■ Description of the task ■
Copy the lines exactly. Begin at the first line of the data and stop after the line with "use tracing::debug;".

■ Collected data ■
★ ★ ★ ★ ★
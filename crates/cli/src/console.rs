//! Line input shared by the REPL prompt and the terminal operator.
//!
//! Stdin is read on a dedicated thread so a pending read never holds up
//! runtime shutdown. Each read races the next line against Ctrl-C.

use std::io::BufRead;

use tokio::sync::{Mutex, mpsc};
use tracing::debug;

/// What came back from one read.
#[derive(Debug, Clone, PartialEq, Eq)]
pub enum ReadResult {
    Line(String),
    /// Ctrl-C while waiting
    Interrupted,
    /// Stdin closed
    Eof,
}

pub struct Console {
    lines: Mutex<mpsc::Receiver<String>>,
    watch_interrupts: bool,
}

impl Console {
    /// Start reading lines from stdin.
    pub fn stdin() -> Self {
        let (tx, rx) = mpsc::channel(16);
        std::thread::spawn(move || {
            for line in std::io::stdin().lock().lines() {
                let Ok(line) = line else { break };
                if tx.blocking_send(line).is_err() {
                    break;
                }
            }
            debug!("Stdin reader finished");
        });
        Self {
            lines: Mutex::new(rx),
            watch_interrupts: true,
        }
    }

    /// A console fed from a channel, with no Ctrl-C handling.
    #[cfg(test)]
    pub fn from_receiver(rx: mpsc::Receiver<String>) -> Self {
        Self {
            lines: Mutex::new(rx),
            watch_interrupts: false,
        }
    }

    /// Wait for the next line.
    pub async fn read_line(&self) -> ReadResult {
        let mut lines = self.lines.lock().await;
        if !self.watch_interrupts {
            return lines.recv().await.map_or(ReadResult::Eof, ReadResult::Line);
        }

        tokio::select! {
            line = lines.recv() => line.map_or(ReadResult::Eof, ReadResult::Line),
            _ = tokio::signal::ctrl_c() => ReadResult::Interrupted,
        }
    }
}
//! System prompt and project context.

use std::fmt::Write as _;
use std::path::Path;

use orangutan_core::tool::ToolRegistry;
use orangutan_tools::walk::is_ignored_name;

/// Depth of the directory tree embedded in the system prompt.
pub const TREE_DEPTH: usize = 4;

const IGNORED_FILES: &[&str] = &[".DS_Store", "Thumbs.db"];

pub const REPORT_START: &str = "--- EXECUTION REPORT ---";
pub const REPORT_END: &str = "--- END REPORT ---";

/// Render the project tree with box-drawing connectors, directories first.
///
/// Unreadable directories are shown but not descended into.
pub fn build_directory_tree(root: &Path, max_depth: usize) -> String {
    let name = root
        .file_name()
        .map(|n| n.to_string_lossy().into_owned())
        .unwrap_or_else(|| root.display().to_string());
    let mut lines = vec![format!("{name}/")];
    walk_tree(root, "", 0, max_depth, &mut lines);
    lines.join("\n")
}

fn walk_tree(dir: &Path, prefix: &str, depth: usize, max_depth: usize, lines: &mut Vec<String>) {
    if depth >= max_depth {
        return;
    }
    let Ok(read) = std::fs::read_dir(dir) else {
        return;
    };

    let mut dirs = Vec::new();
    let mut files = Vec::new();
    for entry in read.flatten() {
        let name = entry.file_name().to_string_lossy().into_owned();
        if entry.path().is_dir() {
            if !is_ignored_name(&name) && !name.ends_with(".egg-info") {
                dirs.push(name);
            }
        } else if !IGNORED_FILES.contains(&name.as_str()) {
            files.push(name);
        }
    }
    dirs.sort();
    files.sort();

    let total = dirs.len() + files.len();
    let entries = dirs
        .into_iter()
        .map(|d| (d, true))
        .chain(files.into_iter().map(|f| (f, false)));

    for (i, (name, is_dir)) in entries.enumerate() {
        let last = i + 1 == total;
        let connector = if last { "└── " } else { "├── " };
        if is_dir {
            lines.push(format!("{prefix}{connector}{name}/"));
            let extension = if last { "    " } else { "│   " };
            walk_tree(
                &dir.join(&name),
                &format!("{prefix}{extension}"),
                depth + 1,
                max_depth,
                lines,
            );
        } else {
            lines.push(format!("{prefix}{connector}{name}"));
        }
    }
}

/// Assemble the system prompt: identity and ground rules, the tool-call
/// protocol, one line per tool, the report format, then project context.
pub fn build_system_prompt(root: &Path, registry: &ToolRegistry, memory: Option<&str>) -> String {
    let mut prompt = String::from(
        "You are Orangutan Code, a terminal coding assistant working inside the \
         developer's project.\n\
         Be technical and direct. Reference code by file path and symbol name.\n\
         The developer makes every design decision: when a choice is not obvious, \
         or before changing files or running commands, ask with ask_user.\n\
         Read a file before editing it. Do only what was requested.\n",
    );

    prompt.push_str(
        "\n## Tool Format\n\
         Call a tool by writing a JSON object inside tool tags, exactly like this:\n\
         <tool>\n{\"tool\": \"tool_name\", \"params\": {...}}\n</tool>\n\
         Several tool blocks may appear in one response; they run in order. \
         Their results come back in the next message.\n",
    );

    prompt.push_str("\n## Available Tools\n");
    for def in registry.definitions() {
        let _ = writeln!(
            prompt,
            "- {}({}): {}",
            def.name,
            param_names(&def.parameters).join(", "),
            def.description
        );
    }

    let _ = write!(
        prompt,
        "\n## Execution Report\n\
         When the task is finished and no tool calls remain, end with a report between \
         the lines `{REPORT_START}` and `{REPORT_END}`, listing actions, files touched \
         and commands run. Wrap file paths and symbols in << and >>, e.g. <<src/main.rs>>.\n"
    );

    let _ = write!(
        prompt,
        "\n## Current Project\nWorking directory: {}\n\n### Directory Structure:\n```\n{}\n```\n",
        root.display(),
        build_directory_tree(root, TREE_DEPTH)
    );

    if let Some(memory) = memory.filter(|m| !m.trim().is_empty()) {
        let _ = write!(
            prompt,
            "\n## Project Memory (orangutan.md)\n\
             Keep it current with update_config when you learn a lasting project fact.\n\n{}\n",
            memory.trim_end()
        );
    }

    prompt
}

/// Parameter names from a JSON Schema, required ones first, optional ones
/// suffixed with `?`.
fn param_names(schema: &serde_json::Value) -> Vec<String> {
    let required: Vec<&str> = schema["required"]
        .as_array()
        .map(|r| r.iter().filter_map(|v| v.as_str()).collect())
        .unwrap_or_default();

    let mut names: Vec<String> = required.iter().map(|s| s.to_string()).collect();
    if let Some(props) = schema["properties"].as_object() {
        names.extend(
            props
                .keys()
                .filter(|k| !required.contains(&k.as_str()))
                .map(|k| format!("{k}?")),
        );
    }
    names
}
★ ★ ★ ★ ★
■ Task response ■
filename crates/cli/src/console.rs
//! Line input shared by the REPL prompt and the terminal operator.
//!
//! Stdin is read on a dedicated thread so a pending read never holds up
//! runtime shutdown. Each read races the next line against Ctrl-C.

use std::io::BufRead;

use tokio::sync::{Mutex, mpsc};
use tracing::debug;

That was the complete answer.